ICE rejected Mahmoud Khalil's request to be detained closer to newborn son, emails show

Yahooa day ago

After nearly three months in Immigration and Customs Enforcement detention, pro-Palestinian activist Mahmoud Khalil made a request to move closer to his family. ICE denied it last week, according to emails reviewed Wednesday by NBC News.
Khalil's legal team asked in late May that he be transferred to a detention center in New Jersey to be closer to his wife and newborn son. He has been held in a Louisiana ICE facility since March.
ICE's policy requires detaining noncitizen parents or legal guardians, who are primary caretakers or have custody of minor children, in facilities close to their children
The New Orleans ICE Field Office wrote that Khalil did not fall under the agency policy's criteria and denied the request without explanation, according to the emails.
'I am declining your request that Mr. Khalil be transferred from the Central Louisiana ICE Processing Center in Jena, Louisiana to a detention center in New Jersey,' an official wrote.
Nora Ahmed, legal director of the American Civil Liberties Union of Louisiana, which is part of Khalil's legal team, called the decision 'cruel.'
'ICE's directive recognizes that the government should have no role in destroying the family unit, and yet that is exactly what is happening here,' Ahmed said.
Neither ICE nor the Department of Homeland Security immediately responded to requests for comment on the emails.
Khalil's wife, Dr. Noor Abdalla, a Michigan-born dentist, gave birth to the couple's son in April. Citing the ICE policy, his legal team reached out to the New Orleans office in hope of getting him moved. The directive, issued in 2022, considers detained parents who have custody of their children as 'covered individuals' under the policy. It stipulates that covered individuals must be placed 'as close as practicable' to their minor children. It also requires ICE personnel to accommodate regular visitation between covered individuals and their minor children.
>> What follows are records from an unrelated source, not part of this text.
pub fn season_stats_from_reader<R: Read>(
    rdr: R,
) -> std::result::Result<Vec<SeasonStatRecord>, csv::Error> {
    let rows: Vec<RawSeasonRow> = deserialize_rows(rdr, "season_stats")?;
    Ok(rows.into_iter().filter_map(RawSeasonRow::into_record).collect())
}

/// Coaching rows, exact duplicates removed, unused roles dropped.
pub fn coaching_staff_from_reader<R: Read>(
    rdr: R,
) -> std::result::Result<Vec<CoachAssignment>, csv::Error> {
    let rows: Vec<RawCoachRow> = deserialize_rows(rdr, "coaching_staff")?;
    let mut seen = std::collections::HashSet::new();
    Ok(rows
        .into_iter()
        .filter_map(RawCoachRow::into_assignment)
        .filter(|a| seen.insert(a.clone()))
        .collect())
}

pub fn active_rosters_from_reader<R: Read>(
    rdr: R,
) -> std::result::Result<Vec<RosterEntry>, csv::Error> {
    let rows: Vec<RawRosterRow> = deserialize_rows(rdr, "active_rosters")?;
    Ok(rows
        .into_iter()
        .filter(|r| !r.player_id.trim().is_empty())
        .map(|r| RosterEntry {
            player_id: PlayerId::new(r.player_id.trim()),
            player_name: r.player_name.trim().to_string(),
            team: r.team.trim().to_string(),
            position: r.position.trim().to_string(),
        })
        .collect())
}

pub fn active_contracts_from_reader<R: Read>(
    rdr: R,
) -> std::result::Result<Vec<ContractRecord>, csv::Error> {
    let rows: Vec<RawContractRow> = deserialize_rows(rdr, "active_contracts")?;
    Ok(rows
        .into_iter()
        .filter_map(RawContractRow::into_record)
        .collect())
}
//! Entry point: parse CLI and dispatch to command handlers.

use anyhow::Context;
use clap::Parser;
use ffl_draft_guide::{
    cli::{Commands, DraftGuide},
    commands::{
        build_season::handle_build_season, coach_history::handle_coach_history,
        coach_overview::handle_coach_overview, common::DashboardContext,
        league_summary::handle_league_summary, player_profile::handle_player_profile,
        team_history::handle_team_history, team_overview::handle_team_overview,
    },
};
use tracing::info;

/// Run the CLI.
fn main() -> anyhow::Result<()> {
    let app = DraftGuide::parse();
    init_tracing(app.global.verbose)?;

    let data_dir = app.global.data_dir;
    let json = app.global.json;

    // Only needs the weekly table, so it runs before the full load
    if let Commands::BuildSeason { output } = app.command {
        return handle_build_season(data_dir, output).context("failed to build season table");
    }

    let ctx = DashboardContext::load(data_dir).context("failed to load statistics tables")?;
    let latest = ctx.latest_stat_season().unwrap_or_default();
    info!("Latest season with statistics: {}", latest);

    match app.command {
        Commands::LeagueSummary { season, metric } => {
            handle_league_summary(&ctx, season.unwrap_or(latest), metric, json)?
        }

        Commands::TeamOverview { season } => {
            handle_team_overview(&ctx, season.unwrap_or(latest), json)?
        }

        Commands::CoachOverview { season, coach } => {
            handle_coach_overview(&ctx, season.unwrap_or(latest), coach.as_deref(), json)?
        }

        Commands::TeamHistory { team } => handle_team_history(&ctx, &team, json)?,

        Commands::CoachHistory {
            coach,
            position,
            metric,
        } => handle_coach_history(&ctx, coach.as_deref(), position, metric, json)?,

        Commands::PlayerProfile {
            player_id,
            weekly_season,
        } => handle_player_profile(&ctx, &player_id, weekly_season, json)?,

        Commands::BuildSeason { .. } => {}
    }

    Ok(())
}

fn init_tracing(verbose: bool) -> anyhow::Result<()> {
    use tracing_subscriber::fmt;
    use tracing_subscriber::EnvFilter;

    let default_filter = if verbose {
        "ffl_draft_guide=debug,warn"
    } else {
        "ffl_draft_guide=info,warn"
    };

    // stdout carries the tables and JSON
    let subscriber = fmt::Subscriber::builder()
        .with_env_filter(
            EnvFilter::try_from_default_env().unwrap_or_else(|_| EnvFilter::new(default_filter)),
        )
        .with_writer(std::io::stderr)
        .with_target(false)
        .finish();

    tracing::subscriber::set_global_default(subscriber)
        .context("failed to set tracing subscriber")?;

    Ok(())
}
'There is no possible justification to detain Mr. Khalil at such a great distance from his minor child, in violation of ICE's own policy, when ICE maintains numerous detention facilities within driving distance of where Mr. Khalil's wife and infant son reside in New York City,' Khalil's counsel wrote in an email to the New Orleans ICE office.
In an email to Khalil's legal counsel, an official at the New Orleans ICE office said he did not qualify as a covered individual.
Khalil, who grew up in a Palestinian refugee camp in Syria and was granted permanent U.S. resident status last year, became a widely recognized activist amid the pro-Palestinian protests at Columbia University last year. In March, he was abruptly arrested outside his student housing on campus and detained before being the Trump administration accused him of leading 'activities aligned to Hamas, a designated terrorist organization.' He has not been charged with any crime.
ICE previously rejected Khalil's request to attend his son's birth, court documents show.
'The most immediate and visceral harms I have experienced directly relate to the birth of my son, Deen. Instead of holding my wife's hand in the delivery room, I was crouched on a detention center floor, whispering through a crackling phone line as she labored alone,' Khalil said in a legal filing last week.
Khalil met his son for the first time last month, his attorneys said, just before an immigration hearing.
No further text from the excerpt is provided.